Il nuovo governo guidato da Draghi, salutato come riformatore e innovativo in plurimi settori pubblici nevralgici del nostro Paese, nel nome del Recovery Fund, ha prodotto sin qui tante affermazioni, di principio. Si pensi ai due ambiti più discussi: la burocrazia pubblica e la giustizia.
Sulla burocrazia pubblica il ministro “di ritorno” Renato Brunetta ha stupito, positivamente, tutti “sbianchettando” il suo giudizio sui dipendenti pubblici da “fannulloni da tornellare” a “eccellenze da valorizzare”. Molte le presenze nei talk show per decantare le lodi del personale che, grazie al blocco delle assunzioni, per lo più è lo stesso di un decennio fa, quando la musica, però, era diversa. Ma, come si suol dire, solo gli stolti non cambiano mai opinione, e il prof. Brunetta stolto non è e si è reso conto che, se nella peggior pandemia e crisi che il mondo abbia mai visto negli ultimi settanta anni l’Italia non si è fermata evidentemente i pubblici dipendenti così fannulloni poi non dovevano essere.
E così, gli ospedali hanno continuato a curare, gli avvocati hanno continuato a difendere gli Enti, i sussidi (pochi o molti) hanno continuato ad essere erogati, i buoni spesa, buoni affitti, la proroga di tasse e altri servizi hanno continuato ad essere garantiti. Il ministro della Pa, quindi, ha fatto molte dichiarazioni promettenti sull’intenzione di valorizzare i professionisti e/o il personale apicale incaricato dell’esercizio di funzioni organizzative e gestionali, pur non chiarendo in quale contratto collocare cotanta valorizzazione (comparto? Area?), dato che non è irrilevante tale precisazione nel momento in cui è già stato sottoscritto l’atto di indirizzo. Riformare non significa solo aumentare gli stipendi, ma è un quid pluris: è mappare le professioni iscritte all’albo, è verificare se i migliori professionisti sono attratti dal pubblico impiego in termini di crescita e di merito, è pagare i migliori, non è invece limitarsi a blandire i sindacati per spalmare poco a tutti. Il discorso sarebbe lungo e non è questa la sede.

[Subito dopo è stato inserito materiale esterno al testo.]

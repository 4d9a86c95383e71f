// streamio
//
// An asynchronous stream I/O subsystem: a hand-rolled epoll/kqueue
// event loop, non-blocking stream instances, a thread-pool adapter for
// blocking resources, byte-transforming filters, pipelined copies, and
// an ordered multi-segment output writer.

#[macro_use]
extern crate bitflags;
#[macro_use]
extern crate lazy_static;
#[macro_use]
extern crate log;
extern crate errno;
extern crate libc;

#[macro_use]
mod err;
mod ffi;
mod reactor;

mod instance;
pub use self::instance::{Completion, IoHandler, IoInstance, IoMode, StreamInstance};

mod io_loop;
pub use self::io_loop::IoLoop;

mod stream;
pub use self::stream::{AsyncStream, IoStream};

mod simulator;
pub use self::simulator::{
    BlockingIo, BlockingReader, BlockingWriter, Dispatcher, StreamSimulator, ThreadPool,
};

mod filter;
pub use self::filter::{FilterStream, Identity, StreamTransform};

mod copy;
pub use self::copy::{AsyncCopy, CopyHandler, CopyParams, ReadHook};

mod output;
pub use self::output::{AsyncOutput, OutputBuffer, OutputHandler};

Ma è sulla giustizia che gli occhi sono ancor più puntati, con le tante aspettative sul neo ministro, Marta Cartabia, che dovrebbe marcare differenza rispetto al passato. La Cartabia è un ministro tecnico, una professoressa costituzionalista che, in giovane età si è trovata nella fortunata condizione di essere stata nominata componente della Corte Costituzionale, esperienza di eccelso livello. L’unico novennato del nostro panorama istituzionale.

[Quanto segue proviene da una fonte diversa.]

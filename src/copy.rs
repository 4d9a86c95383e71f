//! A bounded-buffer pipelined copy between two streams. The fixed buffer
//! pool gives natural back-pressure: the copy never reads further ahead
//! than the pool allows, with at most one outstanding read and one
//! outstanding write at any time.

use instance::Completion;
use stream::AsyncStream;

use std::cmp;
use std::collections::VecDeque;
use std::sync::atomic::{AtomicU64, Ordering};
use std::sync::{Arc, Mutex};

/// Completion hook; receives the finished task and its error state.
pub type CopyHandler = Box<dyn FnOnce(&AsyncCopy, bool) + Send + 'static>;

/// Per-chunk interception hook. May transform each chunk before it is
/// queued for writing, or veto it by returning `None`, which turns the
/// copy into a streaming-transform pipeline.
pub type ReadHook = Box<dyn FnMut(Vec<u8>) -> Option<Vec<u8>> + Send + 'static>;

#[derive(Clone, Copy, Debug)]
pub struct CopyParams {
    pub total_size: u64,
    pub buffer_size: usize,
    pub buffer_count: usize,
}

impl CopyParams {
    /// # Examples
    ///
    /// ```
    /// use streamio::CopyParams;
    ///
    /// let params = CopyParams::new(100);
    /// assert!(params.buffer_size > 0 && params.buffer_count > 0);
    /// ```
    pub fn new(total_size: u64) -> CopyParams {
        CopyParams {
            total_size: total_size,
            buffer_size: 0x10000,
            buffer_count: 4,
        }
    }
}

struct CopyState {
    /// Buffers ready to be filled by a read.
    free: Vec<Vec<u8>>,
    /// Filled buffers awaiting a write slot, FIFO.
    ready: VecDeque<Vec<u8>>,
    reading: bool,
    writing: bool,
    read_error: bool,
    write_error: bool,
    /// Re-entrancy guard: a completion calling back into `enqueue` while
    /// another thread is mid-`enqueue` defers to it instead of
    /// interleaving.
    enqueue_flag: bool,
    enqueue_again: bool,
    closed: bool,
    on_read: Option<ReadHook>,
    on_complete: Option<CopyHandler>,
}

enum Action {
    Read(Vec<u8>),
    Write(Vec<u8>),
}

struct CopyCore {
    source: Arc<dyn AsyncStream>,
    target: Arc<dyn AsyncStream>,
    total: u64,
    buffer_size: usize,
    read_size: AtomicU64,
    written_size: AtomicU64,
    state: Mutex<CopyState>,
}

/// The copy task handle; clones refer to the same task. Terminal exactly
/// once: on completion, on an unrecoverable error, or on explicit
/// `close()`.
#[derive(Clone)]
pub struct AsyncCopy {
    core: Arc<CopyCore>,
}

impl AsyncCopy {
    pub fn new(
        source: Arc<dyn AsyncStream>,
        target: Arc<dyn AsyncStream>,
        params: CopyParams,
        handler: CopyHandler,
    ) -> AsyncCopy {
        let count = cmp::max(1, params.buffer_count);
        let mut free = Vec::with_capacity(count);
        for _ in 0..count {
            free.push(Vec::new());
        }
        AsyncCopy {
            core: Arc::new(CopyCore {
                source: source,
                target: target,
                total: params.total_size,
                buffer_size: cmp::max(1, params.buffer_size),
                read_size: AtomicU64::new(0),
                written_size: AtomicU64::new(0),
                state: Mutex::new(CopyState {
                    free: free,
                    ready: VecDeque::new(),
                    reading: false,
                    writing: false,
                    read_error: false,
                    write_error: false,
                    enqueue_flag: false,
                    enqueue_again: false,
                    closed: false,
                    on_read: None,
                    on_complete: Some(handler),
                }),
            }),
        }
    }

    /// Creates and immediately starts the task.
    pub fn start_new(
        source: Arc<dyn AsyncStream>,
        target: Arc<dyn AsyncStream>,
        params: CopyParams,
        handler: CopyHandler,
    ) -> AsyncCopy {
        let copy = AsyncCopy::new(source, target, params, handler);
        copy.start();
        copy
    }

    /// Installs the per-chunk interception hook. Call before `start()`.
    pub fn set_read_hook(&self, hook: ReadHook) {
        self.core.state.lock().unwrap().on_read = Some(hook);
    }

    pub fn start(&self) {
        CopyCore::enqueue(&self.core);
    }

    pub fn total_size(&self) -> u64 {
        self.core.total
    }

    pub fn read_size(&self) -> u64 {
        self.core.read_size.load(Ordering::SeqCst)
    }

    pub fn written_size(&self) -> u64 {
        self.core.written_size.load(Ordering::SeqCst)
    }

    pub fn is_completed(&self) -> bool {
        self.written_size() == self.core.total
    }

    pub fn is_reading_error_occurred(&self) -> bool {
        self.core.state.lock().unwrap().read_error
    }

    pub fn is_writing_error_occurred(&self) -> bool {
        self.core.state.lock().unwrap().write_error
    }

    pub fn is_error_occurred(&self) -> bool {
        let state = self.core.state.lock().unwrap();
        state.read_error || state.write_error
    }

    /// Idempotent; fires the completion handler exactly once.
    pub fn close(&self) {
        CopyCore::close(&self.core);
    }
}

impl CopyCore {
    fn close(this: &Arc<CopyCore>) {
        let handler = {
            let mut state = this.state.lock().unwrap();
            if state.closed {
                return;
            }
            state.closed = true;
            state.on_complete.take()
        };
        if let Some(handler) = handler {
            let copy = AsyncCopy { core: this.clone() };
            let is_error = copy.is_error_occurred();
            handler(&copy, is_error);
        }
    }

    /// The single scheduling function, called on `start()` and after
    /// every completion. Guard-then-recurse-then-clear discipline: a
    /// caller finding the guard set records a rerun and leaves.
    fn enqueue(this: &Arc<CopyCore>) {
        {
            let mut state = this.state.lock().unwrap();
            if state.closed {
                return;
            }
            if state.enqueue_flag {
                state.enqueue_again = true;
                return;
            }
            state.enqueue_flag = true;
        }
        loop {
            let mut actions: Vec<Action> = Vec::new();
            {
                let mut state = this.state.lock().unwrap();
                if state.closed {
                    state.enqueue_flag = false;
                    return;
                }
                let read_size = this.read_size.load(Ordering::SeqCst);
                if !state.reading && !state.read_error && !state.write_error
                    && read_size < this.total
                {
                    if let Some(mut buf) = state.free.pop() {
                        let remain = this.total - read_size;
                        let want = cmp::min(remain, this.buffer_size as u64) as usize;
                        buf.resize(want, 0);
                        state.reading = true;
                        actions.push(Action::Read(buf));
                    }
                }
                if !state.writing && !state.write_error {
                    if let Some(buf) = state.ready.pop_front() {
                        state.writing = true;
                        actions.push(Action::Write(buf));
                    }
                }
                if actions.is_empty() {
                    let done = !state.reading && !state.writing
                        && (state.write_error
                            || (state.ready.is_empty()
                                && (state.read_error || read_size >= this.total)));
                    if done {
                        state.enqueue_flag = false;
                        drop(state);
                        CopyCore::close(this);
                        return;
                    }
                    if state.enqueue_again {
                        state.enqueue_again = false;
                        continue;
                    }
                    state.enqueue_flag = false;
                    return;
                }
            }
            for action in actions {
                match action {
                    Action::Read(buf) => {
                        let core = this.clone();
                        let accepted = this
                            .source
                            .read(buf, Box::new(move |c| CopyCore::on_read(&core, c)));
                        if !accepted {
                            let mut state = this.state.lock().unwrap();
                            state.reading = false;
                            state.read_error = true;
                        }
                    }
                    Action::Write(buf) => {
                        let core = this.clone();
                        let accepted = this
                            .target
                            .write(buf, Box::new(move |c| CopyCore::on_write(&core, c)));
                        if !accepted {
                            let mut state = this.state.lock().unwrap();
                            state.writing = false;
                            state.write_error = true;
                        }
                    }
                }
            }
        }
    }

    fn on_read(this: &Arc<CopyCore>, comp: Completion) {
        {
            let mut state = this.state.lock().unwrap();
            state.reading = false;
            if comp.is_error || comp.transferred == 0 {
                state.read_error = true;
                state.free.push(comp.buf);
            } else {
                this.read_size
                    .fetch_add(comp.transferred as u64, Ordering::SeqCst);
                let mut data = comp.buf;
                data.truncate(comp.transferred);
                let queued = match state.on_read {
                    Some(ref mut hook) => hook(data),
                    None => Some(data),
                };
                match queued {
                    Some(data) => state.ready.push_back(data),
                    // Vetoed chunk: hand its pool slot back.
                    None => state.free.push(Vec::new()),
                }
            }
        }
        CopyCore::enqueue(this);
    }

    fn on_write(this: &Arc<CopyCore>, comp: Completion) {
        let mut reissue = None;
        {
            let mut state = this.state.lock().unwrap();
            if comp.is_error {
                state.writing = false;
                state.write_error = true;
                state.free.push(comp.buf);
            } else {
                this.written_size
                    .fetch_add(comp.transferred as u64, Ordering::SeqCst);
                if comp.transferred < comp.requested {
                    // Short write; the writing slot stays occupied until
                    // the remainder lands.
                    let mut rest = comp.buf;
                    rest.drain(..comp.transferred);
                    reissue = Some(rest);
                } else {
                    state.writing = false;
                    state.free.push(comp.buf);
                }
            }
        }
        if let Some(rest) = reissue {
            let core = this.clone();
            let accepted = this
                .target
                .write(rest, Box::new(move |c| CopyCore::on_write(&core, c)));
            if !accepted {
                let mut state = this.state.lock().unwrap();
                state.writing = false;
                state.write_error = true;
            }
        }
        CopyCore::enqueue(this);
    }
}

Varcata la soglia del ministero della Giustizia, subissata di richieste e pretese, ha subito dichiarato che “sarebbe sleale” impegnarsi in “programmi inattuabili”, precisando che occorre piuttosto “affrontare i problemi più urgenti e improcrastinabili”, quali la riorganizzazione amministrativa, la riforma della giustizia civile e tributaria, le modifiche al sistema penale e del Csm. Chapeau.
Al programma si è aggiunto un problema “fuori sacco” che l’Unaep (Unione Nazionale Avvocati Enti Pubblici) un anno fa ha sollevato per prima nel panorama politico, istituzionale e giornalistico, in un momento in cui a nessuno pareva importare del futuro di migliaia di giovani aspiranti avvocati. Oggi, in compenso, tutti i soggetti che, fino all’attenzione sollevata un anno fa, si disinteressavano beatamente, compresi gli Ordini, si sono impadroniti del tema e non si parla d’altro che della riforma dell’esame di Stato per l’idoneità forense. La soddisfazione è comunque quella di aver posto in luce un problema in un momento storico in cui il buio sui praticanti era totale.
Restano gli altri nodi, dunque, sul tavolo del Ministro. Tutti molto suggestivi, ma dove sta la novità? Non c’è ministro che da almeno trent’anni non modifichi la giustizia civile e la giustizia penale, e non c’è ministro degli ultimi decenni che non affermi di voler modificare il Csm, di voler dividere le carriere dei giudici e dei Pm, di voler modificare la prescrizione. Vedremo ora se alle buone intenzioni seguano finalmente i fatti.